Developing a closed captioning quality assessment system
Closed Captioning (CC) is a telecommunications service to display textual information equivalent to audio. Although the primary consumer group is Deaf (D) and Hard of Hearing (HOH) viewers, they are typically excluded from the quality assessment process. Including D and HOH viewers for all assessments is nearly impossible and requires enormous effort. To address this problem, an automated system called the Caption Quality Assessment Intelligent System (CAIS) was developed using machine learning algorithms to replicate human subjective evaluation.
1. System Overview of CAIS
CAIS uses a multi-label classifier trained with an active learning algorithm. The Multilayer Perceptron (MLP) structure processes four main caption error types: synchronization delay, presentation speed, number of missing words, and caption paraphrasing. An Active Learning strategy using Query by Committee (QBC) was used to fine tune the system and reduce the required number of training data points from real human assessors.
Figure 1. The system diagram of CAIS outlining the prediction flow and the active learning inquiry flow.
2. User Study and Methodology
An online user study was conducted with 15 Deaf and 15 Hard of Hearing participants who watched 20 video clips encoded with various caption errors. Participants indicated whether they agreed or disagreed with CAIS predicted quality ratings. When a participant agreed with the predicted rating, CAIS would learn the rating because it was confirmed by participants. In the case of disagreement, the participant was invited to provide CAIS with a new rating by clicking on a new quality label.

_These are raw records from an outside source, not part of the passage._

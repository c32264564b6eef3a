// SPDX-License-Identifier: (MIT OR Apache-2.0)
//! Shared pipeline helpers.

use std::process;

use tyro_ast::Term;
use tyro_diagnostics::{Diagnostic, ToDiagnostic};

use crate::{output, show_diagnostics, Format};

/// Read a source file or exit with an error.
pub fn read_source(path: &str) -> String {
    match std::fs::read_to_string(path) {
        Ok(s) => s,
        Err(e) => {
            eprintln!("{}: reading {}: {}", output::error_label(), output::file_path(path), e);
            process::exit(1);
        }
    }
}

/// Report a failed phase and exit.
pub fn fail(diags: &[Diagnostic], source: &str, path: &str, phase: &str, format: Format) -> ! {
    show_diagnostics(diags, source, path, &phase.to_lowercase(), format);
    if format == Format::Human {
        eprintln!("{}", output::banner_fail(phase, diags.len()));
    }
    process::exit(1);
}

/// Lex and parse a file, exiting on the first failing phase.
pub fn run_frontend(path: &str, format: Format) -> (String, Term) {
    let source = read_source(path);

    let lex_result = tyro_lexer::Lexer::new(&source).tokenize();
    if !lex_result.is_ok() {
        let diags: Vec<Diagnostic> = lex_result.errors.iter().map(|e| e.to_diagnostic()).collect();
        fail(&diags, &source, path, "Lex", format);
    }

    let parse_result = tyro_parser::Parser::new(lex_result.tokens).parse();
    let term = match parse_result.term {
        Some(term) if parse_result.errors.is_empty() => term,
        _ => {
            let diags: Vec<Diagnostic> = parse_result.errors.iter().map(|e| e.to_diagnostic()).collect();
            fail(&diags, &source, path, "Parse", format);
        }
    };

    tracing::debug!(path, bytes = source.len(), "parsed program");
    (source, term)
}
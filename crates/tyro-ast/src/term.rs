// SPDX-License-Identifier: (MIT OR Apache-2.0)
//! Term (expression) nodes and type annotations.

use crate::{NodeId, Span};

/// A node of the syntax tree.
#[derive(Debug, Clone, PartialEq)]
pub struct Term {
    pub id: NodeId,
    pub kind: TermKind,
    pub span: Span,
}

/// The kind of term.
#[derive(Debug, Clone, PartialEq)]
pub enum TermKind {
    /// `true`
    True,
    /// `false`
    False,
    /// Numeric literal
    Number(f64),
    /// `left + right`
    Add {
        left: Box<Term>,
        right: Box<Term>,
    },
    /// `cond ? then_branch : else_branch`
    If {
        cond: Box<Term>,
        then_branch: Box<Term>,
        else_branch: Box<Term>,
    },
    /// Variable reference
    Var(String),
    /// Arrow function `(name: type, ...) => body`
    Func {
        params: Vec<ParamDecl>,
        body: Box<Term>,
    },
    /// Application `callee(args...)`
    Call {
        callee: Box<Term>,
        args: Vec<Term>,
    },
    /// `body; rest`
    Seq {
        body: Box<Term>,
        rest: Box<Term>,
    },
    /// `const name = init; rest`
    Const {
        name: String,
        init: Box<Term>,
        rest: Box<Term>,
    },
}

impl TermKind {
    /// Short description of the node, for messages.
    pub fn describe(&self) -> &'static str {
        match self {
            TermKind::True | TermKind::False => "boolean literal",
            TermKind::Number(_) => "number literal",
            TermKind::Add { .. } => "addition",
            TermKind::If { .. } => "conditional",
            TermKind::Var(_) => "variable",
            TermKind::Func { .. } => "function",
            TermKind::Call { .. } => "call",
            TermKind::Seq { .. } => "sequence",
            TermKind::Const { .. } => "const binding",
        }
    }
}

/// A declared function parameter: `name: type`.
#[derive(Debug, Clone, PartialEq)]
pub struct ParamDecl {
    pub name: String,
    pub ty: TypeExpr,
    pub span: Span,
}

/// A type annotation as written in source.
#[derive(Debug, Clone, PartialEq)]
pub struct TypeExpr {
    pub kind: TypeExprKind,
    pub span: Span,
}

#[derive(Debug, Clone, PartialEq)]
pub enum TypeExprKind {
    /// `boolean`
    Boolean,
    /// `number`
    Number,
    /// `(name: type, ...) => type`
    Function {
        params: Vec<ParamDecl>,
        ret: Box<TypeExpr>,
    },
}

impl TypeExpr {
    pub fn boolean() -> Self {
        Self { kind: TypeExprKind::Boolean, span: Span::DUMMY }
    }

    pub fn number() -> Self {
        Self { kind: TypeExprKind::Number, span: Span::DUMMY }
    }

    pub fn function(params: Vec<ParamDecl>, ret: TypeExpr) -> Self {
        Self {
            kind: TypeExprKind::Function { params, ret: Box::new(ret) },
            span: Span::DUMMY,
        }
    }
}

impl ParamDecl {
    pub fn new(name: impl Into<String>, ty: TypeExpr) -> Self {
        Self { name: name.into(), ty, span: Span::DUMMY }
    }
}

// ============================================================================
// Programmatic construction
// ============================================================================

/// Builds terms without source text, handing out fresh node ids.
///
/// Every term gets `Span::DUMMY`.
#[derive(Debug, Default)]
pub struct TermBuilder {
    next_node_id: u32,
}

impl TermBuilder {
    pub fn new() -> Self {
        Self::default()
    }

    pub fn next_id(&mut self) -> NodeId {
        let id = NodeId(self.next_node_id);
        self.next_node_id += 1;
        id
    }

    fn make(&mut self, kind: TermKind) -> Term {
        Term { id: self.next_id(), kind, span: Span::DUMMY }
    }

    pub fn boolean(&mut self, value: bool) -> Term {
        self.make(if value { TermKind::True } else { TermKind::False })
    }

    pub fn number(&mut self, value: f64) -> Term {
        self.make(TermKind::Number(value))
    }

    pub fn add(&mut self, left: Term, right: Term) -> Term {
        self.make(TermKind::Add { left: Box::new(left), right: Box::new(right) })
    }

    pub fn if_else(&mut self, cond: Term, then_branch: Term, else_branch: Term) -> Term {
        self.make(TermKind::If {
            cond: Box::new(cond),
            then_branch: Box::new(then_branch),
            else_branch: Box::new(else_branch),
        })
    }

    pub fn var(&mut self, name: impl Into<String>) -> Term {
        self.make(TermKind::Var(name.into()))
    }

    pub fn func(&mut self, params: Vec<ParamDecl>, body: Term) -> Term {
        self.make(TermKind::Func { params, body: Box::new(body) })
    }

    pub fn call(&mut self, callee: Term, args: Vec<Term>) -> Term {
        self.make(TermKind::Call { callee: Box::new(callee), args })
    }

    pub fn seq(&mut self, body: Term, rest: Term) -> Term {
        self.make(TermKind::Seq { body: Box::new(body), rest: Box::new(rest) })
    }

    pub fn constant(&mut self, name: impl Into<String>, init: Term, rest: Term) -> Term {
        self.make(TermKind::Const {
            name: name.into(),
            init: Box::new(init),
            rest: Box::new(rest),
        })
    }
}

#[cfg(test)]
mod tests {
    use super::*;

    #[test]
    fn builder_assigns_distinct_ids() {
        let mut b = TermBuilder::new();
        let one = b.number(1.0);
        let two = b.number(2.0);
        let sum = b.add(one, two);

        let TermKind::Add { left, right } = &sum.kind else {
            panic!("expected addition, got {:?}", sum.kind);
        };
        assert_ne!(left.id, right.id);
        assert_ne!(sum.id, left.id);
        assert_eq!(sum.span, Span::DUMMY);
    }

    #[test]
    fn describe_names_the_node() {
        let mut b = TermBuilder::new();
        let t = b.boolean(true);
        let f = b.boolean(false);
        assert_eq!(t.kind, TermKind::True);
        assert_eq!(f.kind.describe(), "boolean literal");
        let cond = b.if_else(t, f.clone(), f);
        assert_eq!(cond.kind.describe(), "conditional");
    }
}
// SPDX-License-Identifier: (MIT OR Apache-2.0)
//! CLI command implementations.

pub mod check;
pub mod phase;
pub mod pipeline;
pub mod tools;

Figure 2. A screenshot of the user study web application displaying the video and the predicted ratings.
3. Results and Findings
The results revealed a positive rate of change in the percent agreement over time, showing that CAIS successfully learned from the viewers. Overall, participants had positive attitudes toward the machine predictions, particularly for the delay and speed factors.

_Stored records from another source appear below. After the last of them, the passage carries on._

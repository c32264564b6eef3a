// SPDX-License-Identifier: (MIT OR Apache-2.0)
//! Type checker implementation.

use tyro_ast::Term;

use crate::types::Type;

mod env;
mod errors;
mod lower;
mod check_term;

pub use env::TypeEnv;
pub use errors::{ErrorKind, TypeError};

/// Single-pass checker state.
///
/// Holds no scope of its own: scopes travel down the recursion as
/// [`TypeEnv`] values.
#[derive(Debug, Default)]
pub struct TypeChecker {
    /// Nodes visited so far.
    pub(super) visited: usize,
}

impl TypeChecker {
    pub fn new() -> Self {
        Self::default()
    }

    /// Number of nodes visited by this checker.
    pub fn visited(&self) -> usize {
        self.visited
    }

    /// Check `term` under `env`, stopping at the first error.
    pub fn check(&mut self, term: &Term, env: &TypeEnv) -> Result<Type, TypeError> {
        self.check_term(term, env)
    }
}

/// Type check a term in the given environment.
pub fn typecheck(term: &Term, env: &TypeEnv) -> Result<Type, TypeError> {
    let mut checker = TypeChecker::new();
    let result = checker.check(term, env);
    match &result {
        Ok(ty) => tracing::debug!(visited = checker.visited, %ty, "typecheck succeeded"),
        Err(e) => tracing::debug!(visited = checker.visited, kind = %e.kind(), error = %e, "typecheck failed"),
    }
    result
}

/// Type check a term with no free variables.
pub fn typecheck_closed(term: &Term) -> Result<Type, TypeError> {
    typecheck(term, &TypeEnv::new())
}
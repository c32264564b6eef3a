// SPDX-License-Identifier: (MIT OR Apache-2.0)
//! Error hints - suggestions for fixing common mistakes.
//!
//! Kept separate from the main parser to avoid clutter.

use tyro_ast::token::TokenKind;

/// Get a hint for an "expected X" error based on context.
pub fn for_expected(expected: &str, found: &TokenKind) -> Option<&'static str> {
    match (expected, found) {
        ("':'", TokenKind::Eq) => Some("use ':' for types, '=' for values"),
        ("':'", _) => Some("parameters need a type: name: number"),

        ("'=>'", _) => Some("arrow functions look like (x: number) => x"),

        ("')'", TokenKind::Eof) => Some("add ')' to close the parenthesis"),
        ("')'", _) => None,

        ("'='", _) => Some("syntax: const name = value; rest"),
        ("';'", _) => Some("end a const binding with ';'"),

        ("expression", TokenKind::Semi) => Some("statement is incomplete"),
        ("expression", TokenKind::Eof) => Some("the program must end with an expression"),
        ("expression", _) => Some("try a value, variable, function, or call"),

        ("a name", TokenKind::Number(_)) => Some("names can't start with a number"),
        ("a name", _) => Some("names start with a letter, '_' or '$'"),

        ("type", _) => Some("types are 'boolean', 'number', or (x: type) => type"),

        ("end of file", TokenKind::Ident(_)) | ("end of file", TokenKind::Number(_)) => {
            Some("separate expressions with ';'")
        }
        ("end of file", TokenKind::FatArrow) => Some("arrow parameters need types: (x: number) => x"),

        _ => None,
    }
}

Participants mentioned how CAIS was capable of predicting how they perceived the quality of captions for the study clips.

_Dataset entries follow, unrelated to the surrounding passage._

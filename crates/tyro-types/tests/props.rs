// SPDX-License-Identifier: (MIT OR Apache-2.0)
use quickcheck::{Arbitrary, Gen};
use quickcheck_macros::quickcheck;
use tyro_ast::{ParamDecl, Term, TermBuilder, TypeExpr};
use tyro_types::{equal, typecheck, typecheck_closed, Param, Type, TypeEnv};

const NAMES: &[&str] = &["a", "b", "f", "x"];

#[derive(Debug, Clone)]
struct ArbType(Type);

fn gen_type(g: &mut Gen, depth: usize) -> Type {
    let pick = if depth == 0 { u8::arbitrary(g) % 2 } else { u8::arbitrary(g) % 4 };
    match pick {
        0 => Type::Boolean,
        1 => Type::Number,
        _ => {
            let arity = usize::arbitrary(g) % 3;
            let params = (0..arity)
                .map(|_| Param::new(*g.choose(NAMES).unwrap_or(&"p"), gen_type(g, depth - 1)))
                .collect();
            Type::function(params, gen_type(g, depth - 1))
        }
    }
}

impl Arbitrary for ArbType {
    fn arbitrary(g: &mut Gen) -> Self {
        ArbType(gen_type(g, 3))
    }
}

/// Same shape with every parameter renamed.
fn renamed(ty: &Type) -> Type {
    match ty {
        Type::Boolean => Type::Boolean,
        Type::Number => Type::Number,
        Type::Function { params, ret } => Type::function(
            params
                .iter()
                .enumerate()
                .map(|(i, p)| Param::new(format!("{}{}", p.name, i), renamed(&p.ty)))
                .collect(),
            renamed(ret),
        ),
    }
}

#[quickcheck]
fn equal_is_reflexive(a: ArbType) -> bool {
    equal(&a.0, &a.0)
}

#[quickcheck]
fn equal_is_symmetric(a: ArbType, b: ArbType) -> bool {
    equal(&a.0, &b.0) == equal(&b.0, &a.0)
}

#[quickcheck]
fn equal_is_transitive(a: ArbType, b: ArbType, c: ArbType) -> bool {
    !(equal(&a.0, &b.0) && equal(&b.0, &c.0)) || equal(&a.0, &c.0)
}

#[quickcheck]
fn equal_ignores_param_names(a: ArbType) -> bool {
    let once = renamed(&a.0);
    let twice = renamed(&once);
    equal(&a.0, &once) && equal(&once, &twice) && equal(&a.0, &twice)
}

#[quickcheck]
fn partial_eq_agrees_with_equal(a: ArbType, b: ArbType) -> bool {
    (a.0 == b.0) == equal(&a.0, &b.0)
}

// ----------------------------------------------------------------------------
// Checker determinism
// ----------------------------------------------------------------------------

#[derive(Debug, Clone)]
struct ArbTerm(Term);

fn to_type_expr(ty: &Type) -> TypeExpr {
    match ty {
        Type::Boolean => TypeExpr::boolean(),
        Type::Number => TypeExpr::number(),
        Type::Function { params, ret } => TypeExpr::function(
            params.iter().map(|p| ParamDecl::new(p.name.clone(), to_type_expr(&p.ty))).collect(),
            to_type_expr(ret),
        ),
    }
}

fn gen_term(g: &mut Gen, b: &mut TermBuilder, depth: usize) -> Term {
    let pick = if depth == 0 { u8::arbitrary(g) % 3 } else { u8::arbitrary(g) % 9 };
    let name = *g.choose(NAMES).unwrap_or(&"x");
    match pick {
        0 => b.boolean(bool::arbitrary(g)),
        1 => b.number(f64::from(u8::arbitrary(g))),
        2 => b.var(name),
        3 => {
            let (l, r) = (gen_term(g, b, depth - 1), gen_term(g, b, depth - 1));
            b.add(l, r)
        }
        4 => {
            let c = gen_term(g, b, depth - 1);
            let t = gen_term(g, b, depth - 1);
            let e = gen_term(g, b, depth - 1);
            b.if_else(c, t, e)
        }
        5 => {
            let arity = usize::arbitrary(g) % 3;
            let params = (0..arity)
                .map(|_| {
                    let n = *g.choose(NAMES).unwrap_or(&"p");
                    ParamDecl::new(n, to_type_expr(&gen_type(g, 1)))
                })
                .collect();
            let body = gen_term(g, b, depth - 1);
            b.func(params, body)
        }
        6 => {
            let callee = gen_term(g, b, depth - 1);
            let argc = usize::arbitrary(g) % 3;
            let args = (0..argc).map(|_| gen_term(g, b, depth - 1)).collect();
            b.call(callee, args)
        }
        7 => {
            let (body, rest) = (gen_term(g, b, depth - 1), gen_term(g, b, depth - 1));
            b.seq(body, rest)
        }
        _ => {
            let (init, rest) = (gen_term(g, b, depth - 1), gen_term(g, b, depth - 1));
            b.constant(name, init, rest)
        }
    }
}

impl Arbitrary for ArbTerm {
    fn arbitrary(g: &mut Gen) -> Self {
        let mut b = TermBuilder::new();
        ArbTerm(gen_term(g, &mut b, 4))
    }
}

#[quickcheck]
fn typecheck_is_deterministic(t: ArbTerm) -> bool {
    match (typecheck_closed(&t.0), typecheck_closed(&t.0)) {
        (Ok(a), Ok(b)) => a == b && a.to_string() == b.to_string(),
        (Err(a), Err(b)) => a.kind() == b.kind() && a.term().id == b.term().id,
        _ => false,
    }
}

#[quickcheck]
fn extending_env_never_changes_caller(t: ArbTerm) -> bool {
    let env = TypeEnv::new().bind("x", Type::Number);
    let names_before: Vec<String> = env.names().into_iter().map(String::from).collect();
    let _ = typecheck(&t.0, &env);
    let names_after: Vec<String> = env.names().into_iter().map(String::from).collect();
    names_before == names_after && env.lookup("x") == Some(&Type::Number)
}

CAIS and participant input ratings had a consensus that when there was less delay, there was greater satisfaction.
The independent t-test for the delay quality factor percent agreement between the two groups was significantly different.
Figure 3. A kernel density estimation graph between CAIS and human participants.
Figure 4. A linear trendline and scatter plots for the percentage of agreement between CAIS and human participants.